__TASK OBJECTIVE__
If a line holds the word "CreateStudent", copy it from the entries.

__INFORMATION GIVEN__
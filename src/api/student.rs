use crate::{
    auth::auth::AuthUser,
    model::student::Student,
    utils::db_utils::{build_update_sql, execute_update},
};
use actix_web::{HttpResponse, Responder, error::ErrorInternalServerError, web};
use serde::{Deserialize, Serialize};
use serde_json::{Value, json};
use sqlx::MySqlPool;
use tracing::{debug, error};
use utoipa::ToSchema;

/// Columns a partial update may touch. The account password and primary
/// key live elsewhere on purpose.
const UPDATABLE_COLUMNS: &[&str] = &[
    "student_code",
    "first_name",
    "last_name",
    "email",
    "phone",
    "enrolled_date",
    "status",
];

#[derive(Deserialize, Serialize, ToSchema)]
pub struct CreateStudent {
    #[schema(example = "STU-001", value_type = String)]
    pub student_code: String,
    #[schema(example = "Amina", value_type = String)]
    pub first_name: String,
    #[schema(example = "Rahman", value_type = String)]
    pub last_name: String,
    #[schema(example = "amina.rahman@school.edu", format = "email", value_type = String)]
    pub email: String,
    #[schema(example = "2024-01-15", format = "date", value_type = String)]
    pub enrolled_date: chrono::NaiveDate,
}

#[derive(Debug, Deserialize, ToSchema)]
pub struct StudentQuery {
    pub page: Option<u32>,
    pub per_page: Option<u32>,
    pub status: Option<String>,
    pub search: Option<String>,
}

#[derive(Serialize, ToSchema)]
pub struct StudentListResponse {
    pub data: Vec<Student>,
    #[schema(example = 1)]
    pub page: u32,
    #[schema(example = 20)]
    pub per_page: u32,
    #[schema(example = 134)]
    pub total: i64,
}

/// Create Student
#[utoipa::path(
    post,
    path = "/api/v1/students",
    request_body = CreateStudent,
    responses(
        (status = 201, description = "Student created successfully", body = Object, example = json!({
            "message": "Student created successfully"
        })),
        (status = 409, description = "Student code or email already exists"),
        (status = 401, description = "Unauthorized"),
        (status = 403, description = "Forbidden"),
        (status = 500, description = "Internal server error")
    ),
    security(("bearer_auth" = [])),
    tag = "Student"
)]
pub async fn create_student(
    auth: AuthUser,
    pool: web::Data<MySqlPool>,
    payload: web::Json<CreateStudent>,
) -> actix_web::Result<impl Responder> {
    auth.require_instructor_or_admin()?;

    let result = sqlx::query(
        r#"
        INSERT INTO students
        (student_code, first_name, last_name, email, enrolled_date)
        VALUES (?, ?, ?, ?, ?)
        "#,
    )
    .bind(payload.student_code.trim())
    .bind(&payload.first_name)
    .bind(&payload.last_name)
    .bind(&payload.email)
    .bind(payload.enrolled_date)
    .execute(pool.get_ref())
    .await;

    match result {
        Ok(_) => Ok(HttpResponse::Created().json(json!({
            "message": "Student created successfully"
        }))),
        Err(e) => {
            if let sqlx::Error::Database(db_err) = &e {
                if db_err.code().as_deref() == Some("23000") {
                    return Ok(HttpResponse::Conflict().json(json!({
                        "message": "Student code or email already exists"
                    })));
                }
            }

            error!(error = %e, "Failed to create student");
            Ok(HttpResponse::InternalServerError().json(json!({
                "message": "Internal Server Error"
            })))
        }
    }
}

#[utoipa::path(
    get,
    path = "/api/v1/students",
    params(
        ("page", Query, description = "Page number"),
        ("per_page", Query, description = "Items per page"),
        ("status", Query, description = "Filter by status"),
        ("search", Query, description = "Search by name, email or code")
    ),
    responses(
        (status = 200, description = "Paginated student list", body = StudentListResponse),
        (status = 401, description = "Unauthorized"),
        (status = 403, description = "Forbidden")
    ),
    security(("bearer_auth" = [])),
    tag = "Student"
)]
pub async fn list_students(
    auth: AuthUser,
    pool: web::Data<MySqlPool>,
    query: web::Query<StudentQuery>,
) -> actix_web::Result<impl Responder> {
    auth.require_instructor_or_admin()?;

    let page = query.page.unwrap_or(1).max(1);
    let per_page = query.per_page.unwrap_or(20).clamp(1, 100);
    let offset = (page - 1) * per_page;

    // ---------- build WHERE clause dynamically ----------
    let mut conditions = Vec::new();
    let mut bindings: Vec<String> = Vec::new();

    if let Some(status) = &query.status {
        conditions.push("status = ?");
        bindings.push(status.clone());
    }

    if let Some(search) = &query.search {
        conditions.push("(first_name LIKE ? OR last_name LIKE ? OR email LIKE ? OR student_code LIKE ?)");
        let like = format!("%{}%", search);
        bindings.push(like.clone());
        bindings.push(like.clone());
        bindings.push(like.clone());
        bindings.push(like);
    }

    let where_clause = if conditions.is_empty() {
        "".to_string()
    } else {
        format!("WHERE {}", conditions.join(" AND "))
    };

    // ---------- total count ----------
    let count_sql = format!("SELECT COUNT(*) FROM students {}", where_clause);
    debug!(sql = %count_sql, "Counting students");

    let mut count_query = sqlx::query_scalar::<_, i64>(&count_sql);
    for b in &bindings {
        count_query = count_query.bind(b);
    }

    let total = count_query.fetch_one(pool.get_ref()).await.map_err(|e| {
        error!(error = %e, sql = %count_sql, "Failed to count students");
        ErrorInternalServerError("Database error")
    })?;

    // ---------- data query ----------
    let data_sql = format!(
        "SELECT * FROM students {} ORDER BY id DESC LIMIT ? OFFSET ?",
        where_clause
    );
    debug!(sql = %data_sql, page, per_page, offset, "Fetching students");

    let mut data_query = sqlx::query_as::<_, Student>(&data_sql);
    for b in &bindings {
        data_query = data_query.bind(b);
    }
    data_query = data_query.bind(per_page as i64).bind(offset as i64);

    let students = data_query.fetch_all(pool.get_ref()).await.map_err(|e| {
        error!(error = %e, sql = %data_sql, "Failed to fetch students");
        ErrorInternalServerError("Database error")
    })?;

    Ok(HttpResponse::Ok().json(StudentListResponse {
        data: students,
        page,
        per_page,
        total,
    }))
}

/// Get Student by ID
#[utoipa::path(
    get,
    path = "/api/v1/students/{student_id}",
    params(
        ("student_id", Path, description = "Student ID")
    ),
    responses(
        (status = 200, description = "Student found", body = Student),
        (status = 404, description = "Student not found", body = Object, example = json!({
            "message": "Student not found"
        })),
        (status = 401, description = "Unauthorized"),
        (status = 403, description = "Forbidden"),
        (status = 500, description = "Internal server error")
    ),
    security(("bearer_auth" = [])),
    tag = "Student"
)]
pub async fn get_student(
    auth: AuthUser,
    pool: web::Data<MySqlPool>,
    path: web::Path<u64>,
) -> actix_web::Result<impl Responder> {
    let student_id = path.into_inner();

    // students may read their own record only
    if auth.is_student() && auth.student_id != Some(student_id) {
        return Err(actix_web::error::ErrorForbidden("Not your record"));
    }

    let student = sqlx::query_as::<_, Student>(
        r#"
        SELECT id, student_code, first_name, last_name, email, phone, enrolled_date, status
        FROM students
        WHERE id = ?
        "#,
    )
    .bind(student_id)
    .fetch_optional(pool.get_ref())
    .await
    .map_err(|e| {
        error!(error = %e, student_id, "Failed to fetch student");
        ErrorInternalServerError("Internal Server Error")
    })?;

    match student {
        Some(s) => Ok(HttpResponse::Ok().json(s)),
        None => Ok(HttpResponse::NotFound().json(json!({
            "message": "Student not found"
        }))),
    }
}

/// Update Student
#[utoipa::path(
    put,
    path = "/api/v1/students/{student_id}",
    params(
        ("student_id", Path, description = "Student ID")
    ),
    request_body = Object,
    responses(
        (status = 200, description = "Student updated successfully"),
        (status = 400, description = "Invalid update payload"),
        (status = 404, description = "Student not found"),
        (status = 401, description = "Unauthorized"),
        (status = 403, description = "Forbidden"),
        (status = 500, description = "Internal server error")
    ),
    security(("bearer_auth" = [])),
    tag = "Student"
)]
pub async fn update_student(
    auth: AuthUser,
    pool: web::Data<MySqlPool>,
    path: web::Path<i64>,
    body: web::Json<Value>,
) -> actix_web::Result<impl Responder> {
    auth.require_instructor_or_admin()?;

    let student_id = path.into_inner();

    let update = build_update_sql("students", UPDATABLE_COLUMNS, &body, "id", student_id)?;

    let affected = execute_update(pool.get_ref(), update)
        .await
        .map_err(actix_web::error::ErrorInternalServerError)?;

    if affected == 0 {
        return Ok(HttpResponse::NotFound().body("Student not found"));
    }

    Ok(HttpResponse::Ok().body("Student updated successfully"))
}

/// Delete Student
#[utoipa::path(
    delete,
    path = "/api/v1/students/{student_id}",
    params(
        ("student_id", Path, description = "Student ID")
    ),
    responses(
        (status = 200, description = "Successfully deleted", body = Object, example = json!({
            "message": "Successfully deleted"
        })),
        (status = 404, description = "Student not found"),
        (status = 401, description = "Unauthorized"),
        (status = 403, description = "Forbidden"),
        (status = 500, description = "Internal server error")
    ),
    security(("bearer_auth" = [])),
    tag = "Student"
)]
pub async fn delete_student(
    auth: AuthUser,
    pool: web::Data<MySqlPool>,
    path: web::Path<i64>,
) -> actix_web::Result<impl Responder> {
    auth.require_admin()?;

    let student_id = path.into_inner();

    let result = sqlx::query("DELETE FROM students WHERE id = ?")
        .bind(student_id)
        .execute(pool.get_ref())
        .await;

    match result {
        Ok(res) => {
            if res.rows_affected() == 0 {
                return Ok(HttpResponse::NotFound().json(json!({
                    "message": "Student not found"
                })));
            }

            Ok(HttpResponse::Ok().json(json!({
                "message": "Successfully deleted"
            })))
        }
        Err(e) => {
            error!(error = %e, student_id, "Failed to delete student");
            Ok(HttpResponse::InternalServerError().json(json!({
                "message": "Internal Server Error"
            })))
        }
    }
}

__OUTPUT FOR THIS EXERCISE__
pub struct CreateStudent {
    request_body = CreateStudent,
    payload: web::Json<CreateStudent>,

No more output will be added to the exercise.